WHAT NEEDS TO BE DONE:
Your response should be a copy of each line in the listing below that includes the word "ORDER".

-------------------------

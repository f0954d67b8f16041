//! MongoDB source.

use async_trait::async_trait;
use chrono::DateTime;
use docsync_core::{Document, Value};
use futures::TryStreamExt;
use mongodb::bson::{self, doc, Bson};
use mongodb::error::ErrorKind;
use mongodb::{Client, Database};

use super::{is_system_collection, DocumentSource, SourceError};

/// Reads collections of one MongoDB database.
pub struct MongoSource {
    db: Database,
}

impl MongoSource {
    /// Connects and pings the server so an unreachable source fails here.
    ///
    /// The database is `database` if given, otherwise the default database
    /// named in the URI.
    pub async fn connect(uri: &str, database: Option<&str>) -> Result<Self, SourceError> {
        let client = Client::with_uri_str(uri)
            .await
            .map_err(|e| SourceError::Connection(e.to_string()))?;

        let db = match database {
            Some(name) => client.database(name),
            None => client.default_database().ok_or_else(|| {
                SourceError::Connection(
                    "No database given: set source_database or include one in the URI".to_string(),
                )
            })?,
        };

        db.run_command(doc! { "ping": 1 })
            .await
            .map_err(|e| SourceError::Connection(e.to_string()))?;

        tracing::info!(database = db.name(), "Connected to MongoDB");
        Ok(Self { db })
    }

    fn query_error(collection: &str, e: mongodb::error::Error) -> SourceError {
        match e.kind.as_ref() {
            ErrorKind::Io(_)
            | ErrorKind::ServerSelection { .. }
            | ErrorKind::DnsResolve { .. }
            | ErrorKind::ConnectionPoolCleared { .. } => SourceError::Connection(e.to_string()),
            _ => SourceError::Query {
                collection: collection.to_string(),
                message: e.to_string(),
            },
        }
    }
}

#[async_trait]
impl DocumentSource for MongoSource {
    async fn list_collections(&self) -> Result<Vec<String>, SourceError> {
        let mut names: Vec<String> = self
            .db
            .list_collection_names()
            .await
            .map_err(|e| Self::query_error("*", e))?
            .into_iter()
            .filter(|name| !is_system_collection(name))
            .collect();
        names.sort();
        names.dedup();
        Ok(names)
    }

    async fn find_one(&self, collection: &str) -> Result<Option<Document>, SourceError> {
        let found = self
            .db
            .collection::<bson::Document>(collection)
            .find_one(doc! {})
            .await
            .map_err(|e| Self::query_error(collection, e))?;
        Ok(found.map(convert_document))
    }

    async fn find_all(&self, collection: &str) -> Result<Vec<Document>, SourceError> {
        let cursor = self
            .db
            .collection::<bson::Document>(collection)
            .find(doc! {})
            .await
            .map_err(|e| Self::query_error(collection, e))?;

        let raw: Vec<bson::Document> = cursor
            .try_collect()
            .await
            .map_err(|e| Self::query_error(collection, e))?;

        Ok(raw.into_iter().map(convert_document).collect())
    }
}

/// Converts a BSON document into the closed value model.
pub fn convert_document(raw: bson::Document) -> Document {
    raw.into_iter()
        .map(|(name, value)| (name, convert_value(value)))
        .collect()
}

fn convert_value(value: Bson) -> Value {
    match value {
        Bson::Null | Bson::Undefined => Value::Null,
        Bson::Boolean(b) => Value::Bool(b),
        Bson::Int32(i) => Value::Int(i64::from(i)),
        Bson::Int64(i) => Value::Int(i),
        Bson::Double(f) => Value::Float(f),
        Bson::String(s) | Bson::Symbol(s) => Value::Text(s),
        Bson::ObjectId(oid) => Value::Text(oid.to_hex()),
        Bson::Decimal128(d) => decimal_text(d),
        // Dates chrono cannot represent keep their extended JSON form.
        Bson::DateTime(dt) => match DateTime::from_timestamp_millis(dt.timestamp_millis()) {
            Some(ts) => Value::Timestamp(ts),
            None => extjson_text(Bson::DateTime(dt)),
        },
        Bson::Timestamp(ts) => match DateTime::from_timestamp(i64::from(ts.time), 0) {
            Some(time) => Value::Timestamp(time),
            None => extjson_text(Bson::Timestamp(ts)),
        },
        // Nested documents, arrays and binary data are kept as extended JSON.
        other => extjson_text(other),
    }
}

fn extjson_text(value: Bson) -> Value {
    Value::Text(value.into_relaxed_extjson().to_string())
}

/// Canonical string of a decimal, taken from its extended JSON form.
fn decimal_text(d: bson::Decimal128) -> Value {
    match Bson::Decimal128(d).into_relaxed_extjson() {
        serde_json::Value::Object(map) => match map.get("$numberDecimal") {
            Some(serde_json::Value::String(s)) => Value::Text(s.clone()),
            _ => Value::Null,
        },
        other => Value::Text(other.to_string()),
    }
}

-------------------------

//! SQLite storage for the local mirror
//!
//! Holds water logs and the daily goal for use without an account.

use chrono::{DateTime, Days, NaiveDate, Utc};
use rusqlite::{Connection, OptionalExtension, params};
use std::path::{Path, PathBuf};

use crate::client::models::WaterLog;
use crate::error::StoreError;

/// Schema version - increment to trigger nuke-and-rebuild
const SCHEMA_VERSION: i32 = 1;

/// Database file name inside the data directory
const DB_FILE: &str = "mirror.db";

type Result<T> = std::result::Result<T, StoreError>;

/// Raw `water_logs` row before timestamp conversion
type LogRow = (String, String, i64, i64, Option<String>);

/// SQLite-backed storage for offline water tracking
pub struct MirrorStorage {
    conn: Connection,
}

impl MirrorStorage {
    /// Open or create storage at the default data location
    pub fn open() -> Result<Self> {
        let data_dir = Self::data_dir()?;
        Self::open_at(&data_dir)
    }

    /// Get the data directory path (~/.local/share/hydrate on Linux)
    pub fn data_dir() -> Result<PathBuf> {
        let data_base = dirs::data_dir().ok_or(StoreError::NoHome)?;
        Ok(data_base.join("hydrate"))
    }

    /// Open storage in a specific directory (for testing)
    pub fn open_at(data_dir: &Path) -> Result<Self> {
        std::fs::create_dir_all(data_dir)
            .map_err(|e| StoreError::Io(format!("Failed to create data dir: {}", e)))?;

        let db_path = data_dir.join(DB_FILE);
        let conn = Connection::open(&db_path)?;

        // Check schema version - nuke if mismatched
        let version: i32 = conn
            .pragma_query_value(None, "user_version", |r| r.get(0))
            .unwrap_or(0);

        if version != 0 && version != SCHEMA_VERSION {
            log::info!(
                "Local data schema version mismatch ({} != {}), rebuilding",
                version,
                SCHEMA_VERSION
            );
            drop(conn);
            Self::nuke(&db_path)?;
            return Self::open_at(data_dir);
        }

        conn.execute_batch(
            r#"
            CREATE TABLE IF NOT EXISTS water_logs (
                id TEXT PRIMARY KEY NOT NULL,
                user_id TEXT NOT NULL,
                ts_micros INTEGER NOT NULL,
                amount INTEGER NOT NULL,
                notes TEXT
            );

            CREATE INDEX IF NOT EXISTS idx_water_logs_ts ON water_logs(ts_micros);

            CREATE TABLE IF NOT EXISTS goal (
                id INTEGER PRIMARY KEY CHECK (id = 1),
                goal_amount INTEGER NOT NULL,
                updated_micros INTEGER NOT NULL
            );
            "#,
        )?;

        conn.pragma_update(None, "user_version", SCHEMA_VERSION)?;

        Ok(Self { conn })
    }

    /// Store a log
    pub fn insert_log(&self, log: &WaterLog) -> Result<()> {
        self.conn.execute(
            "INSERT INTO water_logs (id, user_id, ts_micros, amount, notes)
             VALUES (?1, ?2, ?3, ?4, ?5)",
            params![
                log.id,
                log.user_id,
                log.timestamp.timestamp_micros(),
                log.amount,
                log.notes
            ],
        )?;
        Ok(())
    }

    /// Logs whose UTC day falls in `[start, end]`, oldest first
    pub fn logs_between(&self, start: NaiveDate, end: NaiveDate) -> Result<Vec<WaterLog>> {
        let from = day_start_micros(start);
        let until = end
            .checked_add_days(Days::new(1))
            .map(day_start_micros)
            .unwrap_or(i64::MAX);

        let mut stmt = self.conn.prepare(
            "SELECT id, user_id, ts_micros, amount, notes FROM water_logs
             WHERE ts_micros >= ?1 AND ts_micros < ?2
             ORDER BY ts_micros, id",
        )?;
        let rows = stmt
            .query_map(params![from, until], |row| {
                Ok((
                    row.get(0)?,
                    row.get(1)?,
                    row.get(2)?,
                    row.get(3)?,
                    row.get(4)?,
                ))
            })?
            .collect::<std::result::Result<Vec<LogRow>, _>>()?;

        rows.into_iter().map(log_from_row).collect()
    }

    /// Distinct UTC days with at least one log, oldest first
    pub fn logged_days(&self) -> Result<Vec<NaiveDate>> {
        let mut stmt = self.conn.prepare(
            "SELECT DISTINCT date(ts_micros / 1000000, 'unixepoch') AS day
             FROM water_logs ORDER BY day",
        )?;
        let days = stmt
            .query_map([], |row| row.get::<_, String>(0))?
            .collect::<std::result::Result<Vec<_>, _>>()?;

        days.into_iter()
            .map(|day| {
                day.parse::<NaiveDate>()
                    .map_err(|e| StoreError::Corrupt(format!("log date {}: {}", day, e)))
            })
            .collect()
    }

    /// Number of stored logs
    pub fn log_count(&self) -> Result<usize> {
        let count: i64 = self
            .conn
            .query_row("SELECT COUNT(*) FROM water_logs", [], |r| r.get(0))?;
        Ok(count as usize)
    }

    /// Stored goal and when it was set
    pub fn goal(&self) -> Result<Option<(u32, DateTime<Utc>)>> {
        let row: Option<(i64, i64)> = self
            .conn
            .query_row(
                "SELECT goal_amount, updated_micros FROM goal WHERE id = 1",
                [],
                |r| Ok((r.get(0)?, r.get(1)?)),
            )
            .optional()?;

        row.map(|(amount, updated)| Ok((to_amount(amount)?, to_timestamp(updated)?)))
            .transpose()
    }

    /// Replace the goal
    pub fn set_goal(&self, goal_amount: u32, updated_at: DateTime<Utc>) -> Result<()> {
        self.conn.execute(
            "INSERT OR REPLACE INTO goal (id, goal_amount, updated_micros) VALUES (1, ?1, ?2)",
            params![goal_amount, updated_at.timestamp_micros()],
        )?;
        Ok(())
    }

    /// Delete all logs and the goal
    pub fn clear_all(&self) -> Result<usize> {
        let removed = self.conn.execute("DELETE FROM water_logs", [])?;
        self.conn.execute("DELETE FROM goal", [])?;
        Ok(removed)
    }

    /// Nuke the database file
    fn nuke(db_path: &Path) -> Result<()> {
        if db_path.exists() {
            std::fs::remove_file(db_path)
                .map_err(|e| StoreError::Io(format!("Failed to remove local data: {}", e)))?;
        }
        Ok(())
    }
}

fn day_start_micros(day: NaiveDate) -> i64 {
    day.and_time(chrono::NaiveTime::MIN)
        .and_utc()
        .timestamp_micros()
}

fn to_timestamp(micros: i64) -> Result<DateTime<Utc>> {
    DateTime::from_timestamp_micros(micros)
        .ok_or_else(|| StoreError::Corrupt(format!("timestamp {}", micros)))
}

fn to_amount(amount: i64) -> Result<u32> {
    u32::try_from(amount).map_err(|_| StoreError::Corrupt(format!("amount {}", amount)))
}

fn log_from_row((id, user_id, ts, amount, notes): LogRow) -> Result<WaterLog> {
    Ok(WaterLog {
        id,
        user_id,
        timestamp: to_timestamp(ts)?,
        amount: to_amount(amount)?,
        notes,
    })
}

-------------------------

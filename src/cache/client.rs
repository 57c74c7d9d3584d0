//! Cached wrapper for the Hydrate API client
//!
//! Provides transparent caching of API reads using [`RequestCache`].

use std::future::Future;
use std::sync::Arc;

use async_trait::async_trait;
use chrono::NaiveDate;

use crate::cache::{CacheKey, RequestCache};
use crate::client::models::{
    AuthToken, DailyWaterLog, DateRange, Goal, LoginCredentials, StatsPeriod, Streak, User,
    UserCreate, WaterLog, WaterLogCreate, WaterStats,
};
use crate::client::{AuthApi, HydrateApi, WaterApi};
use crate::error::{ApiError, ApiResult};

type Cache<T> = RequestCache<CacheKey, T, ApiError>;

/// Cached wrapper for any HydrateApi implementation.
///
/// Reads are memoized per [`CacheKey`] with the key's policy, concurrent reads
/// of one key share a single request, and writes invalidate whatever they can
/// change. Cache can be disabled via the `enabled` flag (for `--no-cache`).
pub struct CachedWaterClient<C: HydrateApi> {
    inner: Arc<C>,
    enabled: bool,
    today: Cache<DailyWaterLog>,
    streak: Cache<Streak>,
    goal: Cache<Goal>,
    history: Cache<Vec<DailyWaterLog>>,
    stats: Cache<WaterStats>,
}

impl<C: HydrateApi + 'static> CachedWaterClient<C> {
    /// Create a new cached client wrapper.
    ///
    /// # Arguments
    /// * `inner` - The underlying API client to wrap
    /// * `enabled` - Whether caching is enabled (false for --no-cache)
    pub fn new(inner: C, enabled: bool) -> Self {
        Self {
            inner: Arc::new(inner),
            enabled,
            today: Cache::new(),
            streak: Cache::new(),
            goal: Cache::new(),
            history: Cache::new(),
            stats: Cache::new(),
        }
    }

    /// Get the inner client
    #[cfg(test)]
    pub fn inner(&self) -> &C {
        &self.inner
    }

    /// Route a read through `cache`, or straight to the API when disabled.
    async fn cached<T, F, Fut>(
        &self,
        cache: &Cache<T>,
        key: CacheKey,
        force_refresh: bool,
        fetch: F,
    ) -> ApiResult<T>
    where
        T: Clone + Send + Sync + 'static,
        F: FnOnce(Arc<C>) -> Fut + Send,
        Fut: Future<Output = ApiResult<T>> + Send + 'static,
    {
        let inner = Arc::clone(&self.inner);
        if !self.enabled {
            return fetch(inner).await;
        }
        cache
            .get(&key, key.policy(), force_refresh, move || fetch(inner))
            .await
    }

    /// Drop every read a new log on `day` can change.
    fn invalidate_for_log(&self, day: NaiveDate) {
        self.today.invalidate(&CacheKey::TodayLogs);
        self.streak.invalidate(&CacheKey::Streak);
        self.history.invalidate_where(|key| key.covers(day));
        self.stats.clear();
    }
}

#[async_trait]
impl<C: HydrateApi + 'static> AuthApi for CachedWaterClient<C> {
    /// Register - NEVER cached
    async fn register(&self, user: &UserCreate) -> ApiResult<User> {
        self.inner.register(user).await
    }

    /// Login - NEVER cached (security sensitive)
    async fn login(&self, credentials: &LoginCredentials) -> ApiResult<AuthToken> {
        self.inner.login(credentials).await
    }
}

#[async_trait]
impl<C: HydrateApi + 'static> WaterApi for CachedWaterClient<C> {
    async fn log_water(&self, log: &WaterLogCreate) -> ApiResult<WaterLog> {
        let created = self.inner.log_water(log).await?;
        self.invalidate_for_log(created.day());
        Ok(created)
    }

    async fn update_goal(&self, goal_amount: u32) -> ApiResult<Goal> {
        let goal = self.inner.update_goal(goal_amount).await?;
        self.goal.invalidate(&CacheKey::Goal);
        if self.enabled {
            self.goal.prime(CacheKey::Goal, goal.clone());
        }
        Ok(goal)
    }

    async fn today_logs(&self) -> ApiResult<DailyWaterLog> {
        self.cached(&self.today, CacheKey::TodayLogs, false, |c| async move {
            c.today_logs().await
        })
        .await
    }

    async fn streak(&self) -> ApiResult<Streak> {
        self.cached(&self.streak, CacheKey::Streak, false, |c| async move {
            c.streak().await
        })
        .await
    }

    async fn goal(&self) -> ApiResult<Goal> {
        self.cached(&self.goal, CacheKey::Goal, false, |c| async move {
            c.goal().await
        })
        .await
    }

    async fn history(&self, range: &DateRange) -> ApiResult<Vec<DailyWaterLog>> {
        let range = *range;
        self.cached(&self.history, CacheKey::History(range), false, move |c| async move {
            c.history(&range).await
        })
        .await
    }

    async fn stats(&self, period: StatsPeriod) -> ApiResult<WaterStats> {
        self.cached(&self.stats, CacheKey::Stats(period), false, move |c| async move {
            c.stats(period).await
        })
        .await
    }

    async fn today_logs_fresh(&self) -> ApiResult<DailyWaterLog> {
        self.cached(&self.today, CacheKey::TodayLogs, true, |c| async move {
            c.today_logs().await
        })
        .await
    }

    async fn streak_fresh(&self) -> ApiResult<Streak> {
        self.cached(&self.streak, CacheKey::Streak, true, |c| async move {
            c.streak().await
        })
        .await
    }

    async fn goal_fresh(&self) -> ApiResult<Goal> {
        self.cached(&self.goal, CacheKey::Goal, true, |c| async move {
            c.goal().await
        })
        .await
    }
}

-------------------------

EXERCISE OUTPUT:
             ORDER BY ts_micros, id",
             FROM water_logs ORDER BY day",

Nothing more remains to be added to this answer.